MukB is necessary for TopoIV localization at the origin of replication. (A) Colocalization frequencies (percentages of colocalization determined at a 4-pixel distance) between ori1 versus MukB and ori1 versus ParC were recorded during depletion of the MukE protein. Conditions in the absence or presence of l-arabinose (l-Ara) were plotted. The corresponding random curves were also plotted and show that the measured distances are getting closer to the random positioning during the time course of the experiment. Two representative examples of cells after 180 min of MukE depletion are shown. The values in the 95% confidence interval (95% conf. int.) are shown by purple or green shading. Bars, 2 µm. (B) Cumulative curves of the pairwise distances between ori1 and MukB during the time course of MukE depletion. fract., fraction. (C) Cumulative curves of the pairwise distances between ori1 and ParC during the time course of MukE depletion. In panels B and C, the percentages of colocalization are plotted in the histograms below the graphs (as in Fig. 1C).

FIG 3

ParC depletion leads to a dispersion of MukB foci. ParC protein was fused to a degron tag. Upon addition of l-arabinose, ParC was efficiently degraded in less than 1 h (see Fig. S4 in the supplemental material). Images were taken at different time points (from 0 to 180 min) after the addition of l-arabinose, and the pairwise distance between MukBEF foci and ori1 foci was assessed manually using ImageJ software. Means and standard deviations were calculated. Representative examples of cells at each time point are shown. The nucleoid was highlighted by 4′,6′-diamidino-2-phenylindole (DAPI) staining for the examples at t180 (180 min). Bars, 2 µm.

FIG 4

Regular spacing of ori-independent MukBEF foci after TopoIV impairment and after inhibition of replication initiation. (A) Summary of the time-lapse analysis for 3 representative cells released from a parE(Ts) arrest. Blue × symbols represent origin peaks, and red circles represent MukBEF peaks in the line profiles of intensity along the cells. Time moves down the y axis, and the time points are as follows: 10, 30, 60, 90, 120, 150, 180, and 210 min after release from arrest. For each cell, the analysis is shown up until the point where the cells had clearly divided; septa are marked by a vertical black line on the graph at the last time point. The tables to the right of the three graphs show the number of ori and MukBEF peaks at each time point.
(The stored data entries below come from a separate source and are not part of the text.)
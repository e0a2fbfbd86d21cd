#![allow(dead_code)]

use async_trait::async_trait;
use axum_test::TestServer;
use chrono::{TimeZone, Utc};
use std::sync::Arc;
use std::time::Duration;
use tokio::sync::mpsc;

use codeshort::application::services::{CounterAggregator, ManualClock};
use codeshort::config::Config;
use codeshort::domain::hit_event::HitEvent;
use codeshort::infrastructure::cache::{
    FastStore, MemoryStore, StoreError, StoreResult, StoreStats,
};
use codeshort::infrastructure::persistence::InMemoryResourceRepository;
use codeshort::infrastructure::title_fetcher::NoopTitleFetcher;
use codeshort::routes::build_router;
use codeshort::server::{Assembly, assemble};
use codeshort::state::AppState;

pub const ADMIN_TOKEN: &str = "test-admin-token-0123456789";

/// Configuration with small limits; no external services are contacted.
pub fn test_config() -> Config {
    Config {
        database_url: "postgres://localhost/codeshort_test".to_string(),
        redis_url: None,
        listen_addr: "127.0.0.1:0".to_string(),
        base_url: "https://s.example.com/".to_string(),
        log_level: "info".to_string(),
        log_format: "text".to_string(),
        cache_ttl_seconds: 3600,
        fast_store_timeout_ms: 250,
        counter_flush_threshold: 10,
        hit_queue_capacity: 1000,
        hit_worker_concurrency: 4,
        hit_overflow_limit: 100,
        count_info_reads: false,
        code_length: 7,
        code_max_attempts: 8,
        create_rate_limit: 10,
        info_rate_limit: 60,
        rate_limit_window_seconds: 60,
        behind_proxy: true,
        title_fetch_enabled: false,
        title_fetch_timeout_seconds: 5,
        admin_token: Some(ADMIN_TOKEN.to_string()),
        db_max_connections: 1,
        db_connect_timeout: 1,
        db_idle_timeout: 60,
        db_max_lifetime: 60,
    }
}

/// A fast store that fails every operation, as when Redis is down.
#[derive(Default)]
pub struct UnavailableStore;

fn down<T>() -> StoreResult<T> {
    Err(StoreError::Connection("connection refused".to_string()))
}

#[async_trait]
impl FastStore for UnavailableStore {
    async fn get(&self, _key: &str) -> StoreResult<Option<Vec<u8>>> {
        down()
    }
    async fn set(&self, _key: &str, _value: &[u8], _ttl: Duration) -> StoreResult<()> {
        down()
    }
    async fn delete(&self, _key: &str) -> StoreResult<bool> {
        down()
    }
    async fn increment(&self, _key: &str, _by: i64) -> StoreResult<i64> {
        down()
    }
    async fn increment_with_expiry(&self, _key: &str, _ttl: Duration) -> StoreResult<i64> {
        down()
    }
    async fn take(&self, _key: &str) -> StoreResult<i64> {
        down()
    }
    async fn claim(&self, _key: &str, _amount: i64) -> StoreResult<bool> {
        down()
    }
    async fn keys_with_prefix(&self, _prefix: &str) -> StoreResult<Vec<String>> {
        down()
    }
    async fn delete_prefix(&self, _prefix: &str) -> StoreResult<u64> {
        down()
    }
    async fn stats(&self) -> StoreResult<StoreStats> {
        down()
    }
    async fn health_check(&self) -> bool {
        false
    }
}

/// Application wired on in-memory stores with a manual clock.
///
/// Hits are not processed in the background: call [`TestApp::process_hits`]
/// to hand queued hits to the counter aggregator.
pub struct TestApp {
    pub state: AppState,
    pub repo: Arc<InMemoryResourceRepository>,
    pub store: Arc<dyn FastStore>,
    pub counters: Arc<CounterAggregator>,
    pub clock: ManualClock,
    hit_rx: mpsc::Receiver<HitEvent>,
}

impl TestApp {
    pub fn new(config: Config) -> Self {
        Self::with_store(config, Arc::new(MemoryStore::new()))
    }

    pub fn with_store(config: Config, store: Arc<dyn FastStore>) -> Self {
        let repo = Arc::new(InMemoryResourceRepository::new());
        let clock = ManualClock::new(Utc.with_ymd_and_hms(2026, 1, 1, 12, 0, 0).unwrap());

        let Assembly {
            state,
            hit_rx,
            counters,
            ..
        } = assemble(
            &config,
            repo.clone(),
            store.clone(),
            Arc::new(NoopTitleFetcher),
            Arc::new(clock.clone()),
        );

        Self {
            state,
            repo,
            store,
            counters,
            clock,
            hit_rx,
        }
    }

    pub fn server(&self) -> TestServer {
        TestServer::new(build_router(self.state.clone())).unwrap()
    }

    /// Records every queued hit. Returns how many were processed.
    pub async fn process_hits(&mut self) -> usize {
        let mut processed = 0;
        while let Ok(event) = self.hit_rx.try_recv() {
            self.counters
                .record_hit(event.kind, &event.code)
                .await
                .unwrap();
            processed += 1;
        }
        processed
    }
}
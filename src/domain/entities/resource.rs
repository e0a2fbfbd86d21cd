//! Resource entity and the per-kind namespace it lives in.

use std::fmt;
use std::str::FromStr;

use chrono::{DateTime, Utc};
use serde::{Deserialize, Serialize};

use super::representation::{Representation, Symbology};

/// The three resource namespaces.
///
/// Identifiers are unique within a kind, so the same code may exist once as a
/// short link and once as a QR code.
#[derive(Debug, Clone, Copy, PartialEq, Eq, Hash, Serialize, Deserialize)]
pub enum ResourceKind {
    #[serde(rename = "url")]
    ShortLink,
    #[serde(rename = "qrcode")]
    QrCode,
    #[serde(rename = "barcode")]
    Barcode,
}

impl ResourceKind {
    pub const ALL: [ResourceKind; 3] = [
        ResourceKind::ShortLink,
        ResourceKind::QrCode,
        ResourceKind::Barcode,
    ];

    /// Stable name used in the database `kind` column and in store keys.
    pub fn as_str(&self) -> &'static str {
        match self {
            ResourceKind::ShortLink => "url",
            ResourceKind::QrCode => "qrcode",
            ResourceKind::Barcode => "barcode",
        }
    }

    /// Human-readable name used in messages.
    pub fn display_name(&self) -> &'static str {
        match self {
            ResourceKind::ShortLink => "Short link",
            ResourceKind::QrCode => "QR code",
            ResourceKind::Barcode => "Barcode",
        }
    }

    /// What a hit is called for this kind in responses.
    pub fn counter_label(&self) -> &'static str {
        match self {
            ResourceKind::ShortLink => "clicks",
            ResourceKind::QrCode | ResourceKind::Barcode => "scans",
        }
    }

    /// Public URL that resolves (and counts) this resource.
    ///
    /// `base_url` is expected to end with `/`; a missing slash is tolerated.
    pub fn public_url(&self, base_url: &str, code: &str) -> String {
        let base = base_url.trim_end_matches('/');
        match self {
            ResourceKind::ShortLink => format!("{base}/{code}"),
            ResourceKind::QrCode | ResourceKind::Barcode => {
                format!("{base}/{}/{code}", self.as_str())
            }
        }
    }

    /// Public URL of the rendered image, if this kind has one.
    pub fn image_url(&self, base_url: &str, code: &str) -> Option<String> {
        match self {
            ResourceKind::ShortLink => None,
            ResourceKind::QrCode | ResourceKind::Barcode => {
                Some(format!("{}/image", self.public_url(base_url, code)))
            }
        }
    }

    /// Kind-specific rendering of a resolved resource.
    ///
    /// Short links render to their redirect target. QR codes and barcodes
    /// render to an image description whose payload is the public scan URL,
    /// so every scan goes back through resolution and counting.
    pub fn render(&self, view: &ResourceView, base_url: &str) -> Representation {
        match self {
            ResourceKind::ShortLink => Representation::Redirect {
                location: view.target_url.clone(),
            },
            ResourceKind::QrCode => Representation::Image {
                symbology: Symbology::Qr,
                payload: self.public_url(base_url, &view.code),
                content_type: "image/png",
            },
            ResourceKind::Barcode => Representation::Image {
                symbology: Symbology::Code128,
                payload: self.public_url(base_url, &view.code),
                content_type: "image/png",
            },
        }
    }
}

impl fmt::Display for ResourceKind {
    fn fmt(&self, f: &mut fmt::Formatter<'_>) -> fmt::Result {
        f.write_str(self.as_str())
    }
}

/// Error returned when parsing an unknown kind name.
#[derive(Debug, Clone, PartialEq, Eq, thiserror::Error)]
#[error("unknown resource kind: {0}")]
pub struct UnknownKind(pub String);

impl FromStr for ResourceKind {
    type Err = UnknownKind;

    fn from_str(s: &str) -> Result<Self, Self::Err> {
        match s {
            "url" => Ok(ResourceKind::ShortLink),
            "qrcode" => Ok(ResourceKind::QrCode),
            "barcode" => Ok(ResourceKind::Barcode),
            other => Err(UnknownKind(other.to_string())),
        }
    }
}

/// A persisted resource.
#[derive(Debug, Clone, PartialEq)]
pub struct Resource {
    pub id: i64,
    pub kind: ResourceKind,
    pub code: String,
    pub target_url: String,
    pub title: Option<String>,
    pub owner_id: Option<i64>,
    pub hits: i64,
    pub created_at: DateTime<Utc>,
}

/// Input data for creating a new resource.
#[derive(Debug, Clone, PartialEq)]
pub struct NewResource {
    pub kind: ResourceKind,
    pub code: String,
    pub target_url: String,
    pub title: Option<String>,
    pub owner_id: Option<i64>,
}

/// Resolution data for a resource.
///
/// This is what the fast store caches and what callers receive. `hits` is
/// not authoritative when read from the cache.
#[derive(Debug, Clone, PartialEq, Serialize, Deserialize)]
pub struct ResourceView {
    pub kind: ResourceKind,
    pub code: String,
    pub target_url: String,
    pub title: Option<String>,
    pub owner_id: Option<i64>,
    pub hits: i64,
    pub created_at: DateTime<Utc>,
}

impl From<Resource> for ResourceView {
    fn from(r: Resource) -> Self {
        Self {
            kind: r.kind,
            code: r.code,
            target_url: r.target_url,
            title: r.title,
            owner_id: r.owner_id,
            hits: r.hits,
            created_at: r.created_at,
        }
    }
}
// Copyright 2026, Jeroen van Erp <jeroen@geeko.me>
// SPDX-License-Identifier: Apache-2.0

//! Components that manage objects in a shoot namespace of the seed.

use crate::error::Result;
use crate::types::shoot_state::ShootState;
use async_trait::async_trait;

pub mod monitoring;
pub mod worker;

/// Lifecycle of an extension resource owned by a component
#[async_trait]
pub trait DeployMigrateWaiter: Send {
    /// Create or update the resource
    async fn deploy(&mut self) -> Result<()>;
    /// Delete the resource
    async fn destroy(&mut self) -> Result<()>;
    /// Wait until the resource is ready
    async fn wait(&mut self) -> Result<()>;
    /// Wait until the resource is gone
    async fn wait_cleanup(&mut self) -> Result<()>;
    /// Recreate the resource from persisted state
    async fn restore(&mut self, shoot_state: &ShootState) -> Result<()>;
    /// Ask the extension controller to hand the resource over
    async fn migrate(&mut self) -> Result<()>;
    /// Wait until the hand-over has finished
    async fn wait_migrate(&mut self) -> Result<()>;
}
The example cells represent 3 cell types observed after parE arrest—cells where the number of Muk foci are equal to (or less than double), double or more than double the number of ori foci—these types are equally represented within the population. (B) Time-lapse following ori1 and MukBEF foci after release from dnaC(Ts) arrest. We measured the total distance moved by ori1 and MukBEF foci along the long axis of the cell during the 5-min interval spanning origin segregation, which is illustrated in the top panel (the blue arrow indicates total distance moved by ori, and the two red arrows combined are the total distance moved by Muk). The distances measured are shown in the box plot below the schematic drawing of the cell; the box indicates the interquartile range with the central line of the box indicating the median value. The whiskers of the plot indicate the minimum and maximum measurements. Colocalization was assessed manually, and it was defined as when the foci centers were less than 2 pixels (258 nm) apart.